South Quay reflections
For me, the core of the 'old' new Docklands includes a memory lane. The wider Docklands includes a
recent former workplace, which maybe one day will also seem historic to me. My memories of the
area are informed by two very different phases of my life: as a teenager sent to live with his
Aunt in
East Ham in the mid-1980s, and as a resident of Bow Common Lane in 2004-2006.

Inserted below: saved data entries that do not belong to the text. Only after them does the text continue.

//! Input and output-location checks, run before the job starts.
//!
//! Everything here is a configuration error: it is reported before pdfium
//! is touched and before any output file exists. Checking the `%PDF` magic
//! bytes up front gives the caller a meaningful error rather than an opaque
//! pdfium load failure.

use crate::error::Pdf2TxtError;
use std::io::Read;
use std::path::{Path, PathBuf};
use tracing::debug;

/// Validate that `path` names a readable file starting with `%PDF`.
pub fn validate_input(path: &Path) -> Result<PathBuf, Pdf2TxtError> {
    if path.as_os_str().is_empty() {
        return Err(Pdf2TxtError::InvalidConfig(
            "no input PDF selected".to_string(),
        ));
    }

    let path = path.to_path_buf();
    if !path.is_file() {
        return Err(Pdf2TxtError::FileNotFound { path });
    }

    match std::fs::File::open(&path) {
        Ok(mut f) => {
            let mut magic = [0u8; 4];
            // A file shorter than four bytes cannot be a PDF either.
            if f.read_exact(&mut magic).is_err() || &magic != b"%PDF" {
                return Err(Pdf2TxtError::NotAPdf { path, magic });
            }
        }
        Err(e) if e.kind() == std::io::ErrorKind::PermissionDenied => {
            return Err(Pdf2TxtError::PermissionDenied { path });
        }
        Err(_) => {
            return Err(Pdf2TxtError::FileNotFound { path });
        }
    }

    debug!("Resolved local PDF: {}", path.display());
    Ok(path)
}

/// Make sure the output directory exists, creating it if needed.
///
/// Does not create any file; [`crate::pipeline::emit::FileSink::create`]
/// opens the outputs once the PDF itself has loaded.
pub fn prepare_output_dir(dir: &Path) -> Result<PathBuf, Pdf2TxtError> {
    if dir.as_os_str().is_empty() {
        return Err(Pdf2TxtError::InvalidConfig(
            "no output directory selected".to_string(),
        ));
    }

    std::fs::create_dir_all(dir).map_err(|e| Pdf2TxtError::OutputDirNotWritable {
        path: dir.to_path_buf(),
        source: e,
    })?;

    if !dir.is_dir() {
        return Err(Pdf2TxtError::OutputDirNotWritable {
            path: dir.to_path_buf(),
            source: std::io::Error::new(std::io::ErrorKind::Other, "not a directory"),
        });
    }

    debug!("Output directory: {}", dir.display());
    Ok(dir.to_path_buf())
}

#[cfg(test)]
mod tests {
    use super::*;
    use std::io::Write;

    #[test]
    fn empty_input_path_is_invalid_config() {
        let err = validate_input(Path::new("")).unwrap_err();
        assert!(matches!(err, Pdf2TxtError::InvalidConfig(_)));
    }

    #[test]
    fn missing_input_is_file_not_found() {
        let err = validate_input(Path::new("/definitely/not/here.pdf")).unwrap_err();
        assert!(matches!(err, Pdf2TxtError::FileNotFound { .. }));
    }

    #[test]
    fn non_pdf_input_is_rejected() {
        let mut f = tempfile::NamedTempFile::new().unwrap();
        f.write_all(b"hello world").unwrap();
        let err = validate_input(f.path()).unwrap_err();
        match err {
            Pdf2TxtError::NotAPdf { magic, .. } => assert_eq!(&magic, b"hell"),
            other => panic!("unexpected error: {other:?}"),
        }
    }

    #[test]
    fn short_file_is_not_a_pdf() {
        let mut f = tempfile::NamedTempFile::new().unwrap();
        f.write_all(b"%P").unwrap();
        assert!(matches!(
            validate_input(f.path()),
            Err(Pdf2TxtError::NotAPdf { .. })
        ));
    }

    #[test]
    fn pdf_magic_is_accepted() {
        let mut f = tempfile::NamedTempFile::new().unwrap();
        f.write_all(b"%PDF-1.7\n").unwrap();
        assert_eq!(validate_input(f.path()).unwrap(), f.path());
    }

    #[test]
    fn directory_input_is_not_found() {
        let dir = tempfile::tempdir().unwrap();
        assert!(matches!(
            validate_input(dir.path()),
            Err(Pdf2TxtError::FileNotFound { .. })
        ));
    }

    #[test]
    fn output_dir_is_created() {
        let root = tempfile::tempdir().unwrap();
        let nested = root.path().join("a/b");
        prepare_output_dir(&nested).unwrap();
        assert!(nested.is_dir());
        assert_eq!(std::fs::read_dir(&nested).unwrap().count(), 0);
    }

    #[test]
    fn output_dir_that_is_a_file_is_rejected() {
        let f = tempfile::NamedTempFile::new().unwrap();
        assert!(matches!(
            prepare_output_dir(f.path()),
            Err(Pdf2TxtError::OutputDirNotWritable { .. })
        ));
    }

    #[test]
    fn empty_output_dir_is_invalid_config() {
        assert!(matches!(
            prepare_output_dir(Path::new("")),
            Err(Pdf2TxtError::InvalidConfig(_))
        ));
    }
}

On a recent walking tour of the ‘old’ Docklands started at South Quay. It is not something I can remember as the
Docklands proper – i.e. part of a district containing working docks – as that was before my time. In
the mid-1980s, the rise of the London Docklands Development Corporation (LDDC) as an entity
separate from the old Greater London Council was a point of controversy. Ken Livingstone, then GLC
leader, was critical of the loss of central control. Local residents were already expressing fear of
being pushed out.
On both sides, reinforced by the left-wing politics of the decade, the connections
between the LDDC and the Thatcher government also sharpened the conflict.
One contrast between the two phases in Docklands history is the use of spatial markers to
differentiate the two areas. An indicator of change in the area during the 1980s was graffiti on
approach to the Isle of Dogs that read
‘loot Asda burn Barratts’. While the slogan likely originated
with the Class War anarchist group rather than local residents, it is interesting that a relatively low-end
supermarket and a mid-market mass housebuilder (that now markets its ‘executive home’
builds under the separate ‘David Wilson’ brand) were then seen as signs of gentrification. Also
symptomatic of change is the way the graffiti lives on in the V&A-curated works of Laura Oldfield
Ford, long after it was cleaned off the wall.
The politics of 1980s resistance to gentrification was sometimes problematic. For instance, the
slogan ‘Island homes for Island people’ was originally aimed at the ‘Yuppies’ arriving in Canary
Wharf, but once detached from its source it became increasingly directed at Bangladeshis moving
home within Tower Hamlets. At my Aunt’s house we discussed the less charged politics of creating
opportunities for disabled sports; the Inner London Education Authority (ILEA) would set things up,
the LDDC hosted occasional consultation exercises and the London Marathon was (then) actively
hostile.
Whereas gentrification seemed like the headline issue in the affected boroughs, at home we
talked about personality clashes within the LDDC – the personal was the political.
In contrast to the 1980s, some geographical markers are less conspicuous and less conspicuously
political: the ubiquitous bollard borders being symbolic of this. Without elevating their political
significance, in the style of the ‘
This is not a Gateway’ project (2007-2014/17), it appears that these
simple objects mark off the different territories.
Once inside the territory, a mixture of vests – hi-vis
and stab – are part of the framework of officious officialdom, huffing, puffing and often bluffing
about how individuals should behave on its patch.
The street-level indices of gentrification have changed, but it’s questionable whether the label of
gentrification can still be applied, given the sheer cost of the properties involved. One symptom of
this is the coffee-table book we saw in a South Quay estate agents: where else would find a
hardback of
Louis Vuitton City Bags: A Natural History on a coffee table?